- BRIEF: Write out every record again, exactly.

- Collected data:

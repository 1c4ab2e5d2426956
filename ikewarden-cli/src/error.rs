use thiserror::Error;

use ikewarden_config::ConfigError;
use ikewarden_simulator::SimulationError;

#[derive(Debug, Error)]
pub enum CliError {
    #[error(transparent)]
    Simulation(#[from] SimulationError),

    #[error(transparent)]
    Config(#[from] ConfigError),

    #[error("cannot render configuration: {0}")]
    Render(#[from] serde_yaml::Error),

    #[error("cannot gather metrics: {0}")]
    Metrics(#[from] prometheus::Error),
}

- RESPONSE AREA:
repository 1c4ab2e5d2426956
filename ikewarden-cli/src/error.rs
use thiserror::Error;

use ikewarden_config::ConfigError;
use ikewarden_simulator::SimulationError;

#[derive(Debug, Error)]
pub enum CliError {
    #[error(transparent)]
    Simulation(#[from] SimulationError),

    #[error(transparent)]
    Config(#[from] ConfigError),

    #[error("cannot render configuration: {0}")]
    Render(#[from] serde_yaml::Error),

    #[error("cannot gather metrics: {0}")]
    Metrics(#[from] prometheus::Error),
}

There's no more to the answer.